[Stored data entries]
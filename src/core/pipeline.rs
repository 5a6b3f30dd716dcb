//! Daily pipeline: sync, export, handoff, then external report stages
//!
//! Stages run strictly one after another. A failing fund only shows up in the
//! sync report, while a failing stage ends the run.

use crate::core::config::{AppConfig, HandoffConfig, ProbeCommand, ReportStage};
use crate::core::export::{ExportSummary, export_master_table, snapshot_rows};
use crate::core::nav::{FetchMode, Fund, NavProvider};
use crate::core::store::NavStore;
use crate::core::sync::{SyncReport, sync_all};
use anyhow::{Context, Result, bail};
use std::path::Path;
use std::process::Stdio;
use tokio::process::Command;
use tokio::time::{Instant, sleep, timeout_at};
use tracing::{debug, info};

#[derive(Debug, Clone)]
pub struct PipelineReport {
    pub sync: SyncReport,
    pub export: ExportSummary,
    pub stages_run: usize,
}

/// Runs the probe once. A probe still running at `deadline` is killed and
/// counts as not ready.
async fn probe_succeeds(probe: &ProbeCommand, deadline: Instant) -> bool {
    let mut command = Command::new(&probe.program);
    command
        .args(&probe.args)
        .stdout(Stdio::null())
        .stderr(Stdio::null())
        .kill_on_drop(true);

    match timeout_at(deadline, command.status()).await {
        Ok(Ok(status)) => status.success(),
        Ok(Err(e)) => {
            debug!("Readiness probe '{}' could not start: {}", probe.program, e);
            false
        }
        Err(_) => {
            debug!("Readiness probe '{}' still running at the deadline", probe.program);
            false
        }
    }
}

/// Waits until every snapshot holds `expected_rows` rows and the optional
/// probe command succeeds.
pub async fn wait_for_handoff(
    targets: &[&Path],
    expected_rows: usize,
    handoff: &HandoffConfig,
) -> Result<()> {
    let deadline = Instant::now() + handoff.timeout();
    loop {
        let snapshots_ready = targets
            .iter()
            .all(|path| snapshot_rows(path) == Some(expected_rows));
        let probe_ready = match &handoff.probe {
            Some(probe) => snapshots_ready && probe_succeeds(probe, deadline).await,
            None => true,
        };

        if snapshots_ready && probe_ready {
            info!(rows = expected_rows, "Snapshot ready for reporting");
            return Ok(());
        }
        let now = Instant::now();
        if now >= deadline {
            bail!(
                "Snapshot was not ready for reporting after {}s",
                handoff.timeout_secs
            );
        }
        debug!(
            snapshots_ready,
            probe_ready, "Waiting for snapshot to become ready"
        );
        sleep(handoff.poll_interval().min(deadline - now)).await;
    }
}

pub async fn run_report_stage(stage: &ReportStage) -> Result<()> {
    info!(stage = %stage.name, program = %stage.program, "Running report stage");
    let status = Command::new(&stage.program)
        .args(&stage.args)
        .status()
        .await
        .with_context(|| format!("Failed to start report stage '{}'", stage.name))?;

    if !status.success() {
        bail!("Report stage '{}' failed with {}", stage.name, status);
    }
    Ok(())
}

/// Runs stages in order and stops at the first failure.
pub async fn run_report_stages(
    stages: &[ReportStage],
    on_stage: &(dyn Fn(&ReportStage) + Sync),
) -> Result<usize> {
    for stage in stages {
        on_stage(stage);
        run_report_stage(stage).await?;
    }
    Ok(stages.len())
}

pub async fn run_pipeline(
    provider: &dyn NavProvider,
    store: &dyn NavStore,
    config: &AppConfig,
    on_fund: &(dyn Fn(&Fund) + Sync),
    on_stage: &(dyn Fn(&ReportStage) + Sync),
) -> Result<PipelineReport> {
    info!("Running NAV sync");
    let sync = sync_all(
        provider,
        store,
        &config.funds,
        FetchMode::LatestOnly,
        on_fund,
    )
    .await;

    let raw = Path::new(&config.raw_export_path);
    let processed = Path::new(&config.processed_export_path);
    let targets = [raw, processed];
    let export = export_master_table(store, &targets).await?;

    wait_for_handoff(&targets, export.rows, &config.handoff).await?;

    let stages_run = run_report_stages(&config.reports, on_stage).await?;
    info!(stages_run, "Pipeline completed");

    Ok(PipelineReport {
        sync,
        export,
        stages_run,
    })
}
---
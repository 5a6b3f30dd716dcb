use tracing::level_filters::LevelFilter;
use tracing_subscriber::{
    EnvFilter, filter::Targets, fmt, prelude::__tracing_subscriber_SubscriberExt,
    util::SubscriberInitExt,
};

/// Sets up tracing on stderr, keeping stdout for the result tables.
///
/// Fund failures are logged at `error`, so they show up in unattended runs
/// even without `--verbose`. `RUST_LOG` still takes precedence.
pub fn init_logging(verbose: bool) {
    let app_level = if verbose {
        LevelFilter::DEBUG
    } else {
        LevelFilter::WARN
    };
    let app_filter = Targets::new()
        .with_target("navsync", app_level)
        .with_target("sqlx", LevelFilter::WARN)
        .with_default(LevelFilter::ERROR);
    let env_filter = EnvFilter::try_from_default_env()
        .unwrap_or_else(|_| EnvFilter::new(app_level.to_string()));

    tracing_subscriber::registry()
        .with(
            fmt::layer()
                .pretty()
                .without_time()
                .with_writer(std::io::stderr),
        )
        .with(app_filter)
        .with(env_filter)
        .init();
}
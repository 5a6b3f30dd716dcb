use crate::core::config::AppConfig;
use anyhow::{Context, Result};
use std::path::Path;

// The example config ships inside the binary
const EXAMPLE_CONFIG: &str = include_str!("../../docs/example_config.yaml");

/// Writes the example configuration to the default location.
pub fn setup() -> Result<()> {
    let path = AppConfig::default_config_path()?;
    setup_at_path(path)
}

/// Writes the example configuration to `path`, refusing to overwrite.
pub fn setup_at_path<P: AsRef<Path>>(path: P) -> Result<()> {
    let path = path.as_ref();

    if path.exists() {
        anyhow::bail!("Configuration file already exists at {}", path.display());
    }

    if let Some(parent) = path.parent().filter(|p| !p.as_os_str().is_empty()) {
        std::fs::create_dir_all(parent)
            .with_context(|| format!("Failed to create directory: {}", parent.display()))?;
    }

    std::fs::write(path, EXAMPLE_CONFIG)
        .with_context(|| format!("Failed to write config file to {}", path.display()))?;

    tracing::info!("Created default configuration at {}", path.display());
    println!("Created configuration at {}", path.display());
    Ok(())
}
---
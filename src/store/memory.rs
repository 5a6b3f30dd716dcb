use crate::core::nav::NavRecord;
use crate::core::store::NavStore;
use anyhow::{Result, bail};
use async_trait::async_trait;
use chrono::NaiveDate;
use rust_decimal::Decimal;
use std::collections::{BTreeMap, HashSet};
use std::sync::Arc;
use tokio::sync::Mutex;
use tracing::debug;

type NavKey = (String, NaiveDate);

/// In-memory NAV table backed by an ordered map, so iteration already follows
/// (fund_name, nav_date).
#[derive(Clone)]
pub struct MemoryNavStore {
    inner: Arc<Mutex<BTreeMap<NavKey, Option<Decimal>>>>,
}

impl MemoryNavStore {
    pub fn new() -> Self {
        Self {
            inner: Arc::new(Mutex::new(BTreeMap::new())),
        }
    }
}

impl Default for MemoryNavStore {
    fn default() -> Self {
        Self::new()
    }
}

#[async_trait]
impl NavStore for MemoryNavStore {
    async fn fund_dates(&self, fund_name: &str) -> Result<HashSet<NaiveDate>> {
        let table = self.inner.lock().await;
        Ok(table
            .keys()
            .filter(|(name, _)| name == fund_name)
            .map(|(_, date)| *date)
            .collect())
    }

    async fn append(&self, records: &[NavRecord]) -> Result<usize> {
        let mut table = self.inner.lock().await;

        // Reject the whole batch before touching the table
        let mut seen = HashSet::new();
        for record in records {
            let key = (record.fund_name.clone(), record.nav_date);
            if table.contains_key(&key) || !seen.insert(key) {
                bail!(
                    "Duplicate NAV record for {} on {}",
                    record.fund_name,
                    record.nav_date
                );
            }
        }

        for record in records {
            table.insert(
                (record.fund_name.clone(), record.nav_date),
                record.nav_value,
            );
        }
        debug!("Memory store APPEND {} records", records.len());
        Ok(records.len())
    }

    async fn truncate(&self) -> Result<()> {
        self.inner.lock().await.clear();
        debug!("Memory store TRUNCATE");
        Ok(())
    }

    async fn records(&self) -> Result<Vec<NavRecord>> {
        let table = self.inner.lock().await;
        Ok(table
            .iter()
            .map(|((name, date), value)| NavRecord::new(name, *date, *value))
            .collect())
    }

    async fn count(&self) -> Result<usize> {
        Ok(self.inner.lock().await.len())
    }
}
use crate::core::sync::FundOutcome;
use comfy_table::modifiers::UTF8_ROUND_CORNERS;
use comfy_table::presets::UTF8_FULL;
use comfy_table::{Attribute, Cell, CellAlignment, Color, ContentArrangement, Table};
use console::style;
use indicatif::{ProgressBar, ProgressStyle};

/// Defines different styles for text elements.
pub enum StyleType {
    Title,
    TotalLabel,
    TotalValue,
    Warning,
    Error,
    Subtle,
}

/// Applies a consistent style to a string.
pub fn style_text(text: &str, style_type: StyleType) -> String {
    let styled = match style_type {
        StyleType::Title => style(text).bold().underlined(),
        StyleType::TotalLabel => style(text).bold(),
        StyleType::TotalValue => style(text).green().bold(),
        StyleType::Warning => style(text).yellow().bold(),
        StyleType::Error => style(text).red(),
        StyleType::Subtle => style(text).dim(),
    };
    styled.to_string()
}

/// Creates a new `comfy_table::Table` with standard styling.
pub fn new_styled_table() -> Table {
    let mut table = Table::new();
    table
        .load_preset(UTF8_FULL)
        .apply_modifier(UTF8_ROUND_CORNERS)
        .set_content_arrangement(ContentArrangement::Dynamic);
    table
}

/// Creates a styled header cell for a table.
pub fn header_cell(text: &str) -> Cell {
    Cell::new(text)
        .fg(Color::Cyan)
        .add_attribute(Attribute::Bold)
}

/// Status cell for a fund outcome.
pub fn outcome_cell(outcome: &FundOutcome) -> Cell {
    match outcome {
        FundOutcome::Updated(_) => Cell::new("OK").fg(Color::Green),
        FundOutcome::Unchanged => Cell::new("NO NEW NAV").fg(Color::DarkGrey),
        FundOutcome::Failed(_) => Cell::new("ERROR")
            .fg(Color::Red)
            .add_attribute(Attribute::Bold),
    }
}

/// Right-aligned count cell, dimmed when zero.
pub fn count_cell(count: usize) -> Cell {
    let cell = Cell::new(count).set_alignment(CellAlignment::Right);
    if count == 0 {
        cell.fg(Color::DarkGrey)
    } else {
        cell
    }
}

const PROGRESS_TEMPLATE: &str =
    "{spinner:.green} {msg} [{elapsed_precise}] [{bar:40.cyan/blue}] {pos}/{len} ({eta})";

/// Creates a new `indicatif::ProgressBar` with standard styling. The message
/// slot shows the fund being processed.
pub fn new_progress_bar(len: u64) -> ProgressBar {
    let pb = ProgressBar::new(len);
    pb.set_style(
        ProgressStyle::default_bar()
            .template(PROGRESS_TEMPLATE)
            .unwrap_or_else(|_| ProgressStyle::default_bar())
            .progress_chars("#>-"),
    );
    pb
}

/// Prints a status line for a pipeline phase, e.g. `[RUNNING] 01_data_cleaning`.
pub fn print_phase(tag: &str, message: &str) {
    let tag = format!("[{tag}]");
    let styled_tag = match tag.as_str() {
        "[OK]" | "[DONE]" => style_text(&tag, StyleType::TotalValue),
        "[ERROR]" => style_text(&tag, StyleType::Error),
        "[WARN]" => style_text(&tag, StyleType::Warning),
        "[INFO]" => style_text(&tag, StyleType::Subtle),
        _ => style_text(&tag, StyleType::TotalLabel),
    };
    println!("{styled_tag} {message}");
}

ABOUT THIS EXERCISE – The answer must consist of every line from the entries above that contains the string "const".

ANSWER FOR THIS EXERCISE –
const EXAMPLE_CONFIG: &str = include_str!("../../docs/example_config.yaml");
const PROGRESS_TEMPLATE: &str =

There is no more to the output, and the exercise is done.